Elezioni regionali? Tutto da rifare e da decidere. La sentenza del Consiglio di Stato di fatto annulla quella del Tar che aveva dato pochi giorni di tempo alla Presidente della Regione Lazio Polverini per indire le elezioni. Una sentenza che ribalta lo scenario sulla data del voto in Regione. L'indicazione per andare alle urne, dal Ministero dell'Interno, resta comunque quella del 10 e 11 febbraio per Lazio, Lombardia e Molise, ma ora è messa in discussione dalla sentenza del Consiglio di Stato che ha dato ragione a Renata Polverini, l'unica che può decidere sulla data del voto nel Lazio.

Napolitano, elezioni 10 marzo - Sulla data del voto si è espresso anche il Presidente della Repubblica. In una nota diffusa dal Quirinale dopo l'incontro tra il presidente Napolitano, il premier Mario Monti e i presidenti di Camera e Senato Fini e Schifani, si considera "auspicabile" votare il 10 marzo per le elezioni regionali in Lombardia, Lazio e Molise e arrivare ad una nuova legge elettorale prima di procedere a nuove elezioni politiche. "La convocazione, che comunque non spetta al presidente della Repubblica, di elezioni per il rinnovo dei Consigli regionali scioltisi in Lazio e Lombardia per crisi politiche e in Molise per giudizio di illegittimità - continua la nota del Quirinale -, è regolata da diverse normative regionali, pur dovendosi considerare i principi generali posti dalla sentenza n. 196/2003 della Corte costituzionale e rispecchiatisi nella recente sentenza del Tar Lazio".

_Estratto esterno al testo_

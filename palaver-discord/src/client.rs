//! Thin Discord REST client.

use reqwest::{Client, Method, StatusCode};
use serde::Deserialize;
use serde_json::json;

use palaver_core::emoji;
use palaver_core::error::AdapterError;

use crate::adapter::ADAPTER_NAME;

const DISCORD_API_BASE: &str = "https://discord.com/api/v10";

#[derive(Debug, Deserialize)]
struct PostedMessage {
    id: String,
}

#[derive(Debug, Deserialize)]
struct RateLimitBody {
    #[serde(default)]
    retry_after: Option<f64>,
}

pub struct DiscordClient {
    http: Client,
    token: String,
    base_url: String,
}

impl DiscordClient {
    pub fn new(token: String) -> Self {
        Self {
            http: Client::new(),
            token,
            base_url: DISCORD_API_BASE.to_string(),
        }
    }

    #[cfg(test)]
    fn with_base_url(token: String, base_url: String) -> Self {
        Self {
            http: Client::new(),
            token,
            base_url,
        }
    }

    async fn request(
        &self,
        method: Method,
        path: &str,
        body: Option<serde_json::Value>,
        action: &str,
    ) -> Result<reqwest::Response, AdapterError> {
        let url = format!("{}{path}", self.base_url);
        let mut request = self
            .http
            .request(method, &url)
            .header("Authorization", format!("Bot {}", self.token));
        if let Some(body) = body {
            request = request.json(&body);
        }
        let response = request
            .send()
            .await
            .map_err(|e| AdapterError::network(ADAPTER_NAME, e))?;
        self.check_status(response, path, action).await
    }

    async fn check_status(
        &self,
        response: reqwest::Response,
        path: &str,
        action: &str,
    ) -> Result<reqwest::Response, AdapterError> {
        match response.status() {
            status if status.is_success() => Ok(response),
            StatusCode::TOO_MANY_REQUESTS => {
                let retry_after = response
                    .json::<RateLimitBody>()
                    .await
                    .ok()
                    .and_then(|b| b.retry_after)
                    .map(|secs| secs.ceil() as u64);
                Err(AdapterError::rate_limited(ADAPTER_NAME, retry_after))
            }
            StatusCode::UNAUTHORIZED => Err(AdapterError::authentication(ADAPTER_NAME)),
            StatusCode::FORBIDDEN => {
                Err(AdapterError::permission(ADAPTER_NAME, action, None))
            }
            StatusCode::NOT_FOUND => Err(AdapterError::not_found(
                ADAPTER_NAME,
                "resource",
                Some(path.to_string()),
            )),
            status => {
                let body = response.text().await.unwrap_or_default();
                Err(AdapterError::new(
                    ADAPTER_NAME,
                    palaver_core::error::AdapterErrorKind::Network,
                )
                .with_message(format!("discord api returned {status}: {body}")))
            }
        }
    }

    pub async fn create_message(&self, channel: &str, content: &str) -> Result<String, AdapterError> {
        let response = self
            .request(
                Method::POST,
                &format!("/channels/{channel}/messages"),
                Some(json!({ "content": content })),
                "post a message",
            )
            .await?;
        let posted: PostedMessage = response
            .json()
            .await
            .map_err(|e| AdapterError::network(ADAPTER_NAME, e))?;
        Ok(posted.id)
    }

    pub async fn edit_message(
        &self,
        channel: &str,
        message_id: &str,
        content: &str,
    ) -> Result<(), AdapterError> {
        self.request(
            Method::PATCH,
            &format!("/channels/{channel}/messages/{message_id}"),
            Some(json!({ "content": content })),
            "edit a message",
        )
        .await?;
        Ok(())
    }

    pub async fn delete_message(
        &self,
        channel: &str,
        message_id: &str,
    ) -> Result<(), AdapterError> {
        self.request(
            Method::DELETE,
            &format!("/channels/{channel}/messages/{message_id}"),
            None,
            "delete a message",
        )
        .await?;
        Ok(())
    }

    pub async fn trigger_typing(&self, channel: &str) -> Result<(), AdapterError> {
        self.request(
            Method::POST,
            &format!("/channels/{channel}/typing"),
            None,
            "trigger typing",
        )
        .await?;
        Ok(())
    }

    pub async fn add_reaction(
        &self,
        channel: &str,
        message_id: &str,
        emoji_key: &str,
    ) -> Result<(), AdapterError> {
        let path = format!(
            "/channels/{channel}/messages/{message_id}/reactions/{}/@me",
            encode_emoji(emoji_key)
        );
        self.request(Method::PUT, &path, None, "add a reaction").await?;
        Ok(())
    }

    pub async fn remove_reaction(
        &self,
        channel: &str,
        message_id: &str,
        emoji_key: &str,
    ) -> Result<(), AdapterError> {
        let path = format!(
            "/channels/{channel}/messages/{message_id}/reactions/{}/@me",
            encode_emoji(emoji_key)
        );
        self.request(Method::DELETE, &path, None, "remove a reaction")
            .await?;
        Ok(())
    }
}

/// Reaction endpoints take the percent-encoded unicode emoji (or a
/// `name:id` pair for custom emoji, passed through as-is).
fn encode_emoji(emoji_key: &str) -> String {
    let raw = emoji::to_unicode(emoji_key).unwrap_or(emoji_key);
    urlencoding::encode(raw).into_owned()
}

#[cfg(test)]
mod tests {
    use super::*;

    #[test]
    fn known_emoji_keys_encode_to_unicode() {
        assert_eq!(encode_emoji("thumbs_up"), urlencoding::encode("👍"));
        // Custom emoji pass through with the name:id shape intact.
        assert_eq!(encode_emoji("party_blob:123456"), "party_blob%3A123456");
    }

    #[tokio::test]
    async fn create_message_posts_with_bot_token() {
        let listener = tokio::net::TcpListener::bind("127.0.0.1:0").await.unwrap();
        let addr = listener.local_addr().unwrap();

        let server = tokio::spawn(async move {
            let (stream, _) = listener.accept().await.unwrap();
            let mut buf = vec![0u8; 8192];
            let mut total = 0;
            loop {
                stream.readable().await.unwrap();
                match stream.try_read(&mut buf[total..]) {
                    Ok(0) => break,
                    Ok(n) => {
                        total += n;
                        let request = String::from_utf8_lossy(&buf[..total]);
                        if let Some(header_end) = request.find("\r\n\r\n") {
                            let content_length = request
                                .lines()
                                .find(|l| l.to_lowercase().starts_with("content-length:"))
                                .and_then(|l| l.split(':').nth(1))
                                .and_then(|v| v.trim().parse::<usize>().ok())
                                .unwrap_or(0);
                            if total - (header_end + 4) >= content_length {
                                break;
                            }
                        }
                    }
                    Err(ref e) if e.kind() == std::io::ErrorKind::WouldBlock => continue,
                    Err(_) => break,
                }
            }

            let request = String::from_utf8_lossy(&buf[..total]).to_string();
            let body = r#"{"id":"111222333"}"#;
            let response = format!(
                "HTTP/1.1 200 OK\r\nContent-Type: application/json\r\nContent-Length: {}\r\n\r\n{body}",
                body.len()
            );
            stream.writable().await.unwrap();
            stream.try_write(response.as_bytes()).unwrap();
            request
        });

        let client = DiscordClient::with_base_url("bot-token".into(), format!("http://{addr}"));
        let id = client.create_message("C42", "hello discord").await.unwrap();
        assert_eq!(id, "111222333");

        let captured = server.await.unwrap();
        assert!(captured.contains("POST /channels/C42/messages"));
        assert!(captured.contains("Authorization: Bot bot-token"));
        assert!(captured.contains("hello discord"));
    }

    #[tokio::test]
    async fn rate_limit_surfaces_retry_after() {
        let listener = tokio::net::TcpListener::bind("127.0.0.1:0").await.unwrap();
        let addr = listener.local_addr().unwrap();

        tokio::spawn(async move {
            let (stream, _) = listener.accept().await.unwrap();
            stream.readable().await.unwrap();
            let mut buf = vec![0u8; 8192];
            let _ = stream.try_read(&mut buf);
            let body = r#"{"message":"You are being rate limited.","retry_after":2.5}"#;
            let response = format!(
                "HTTP/1.1 429 Too Many Requests\r\nContent-Type: application/json\r\nContent-Length: {}\r\n\r\n{body}",
                body.len()
            );
            stream.writable().await.unwrap();
            stream.try_write(response.as_bytes()).unwrap();
        });

        let client = DiscordClient::with_base_url("t".into(), format!("http://{addr}"));
        let err = client.create_message("C1", "hi").await.unwrap_err();
        assert_eq!(err.code(), "RATE_LIMITED");
        match err.kind {
            palaver_core::error::AdapterErrorKind::RateLimited { retry_after } => {
                assert_eq!(retry_after, Some(3));
            }
            _ => panic!("wrong kind"),
        }
    }
}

Ma andiamo per ordine e cerchiamo di ricostruire questa difficile vicenda politico-giuridica; lunedì il Tar del Lazio aveva accolto il ricorso del Movimento difesa del Cittadino sullo svolgimento rapido delle votazioni per il Lazio. La Governatrice uscente ha presentato domanda al Consiglio di Stato per sospendere la sentenza. Il presidente della V sezione del Consiglio di Stato Stefano Baccarini ha oggi sospeso "provvisoriamente l'efficacia della sentenza appellata" fissando "per la discussione la Camera di Consiglio del 27 novembre". Passa quindi, almeno per il momento, la linea del rinvio al voto. Una linea che favorisce il centrodestra che con il decadere, pian piano, dell'ondata di scandali sull'uso improprio dei fondi del Consiglio regionale si avvantaggia sulla corsa elettorale.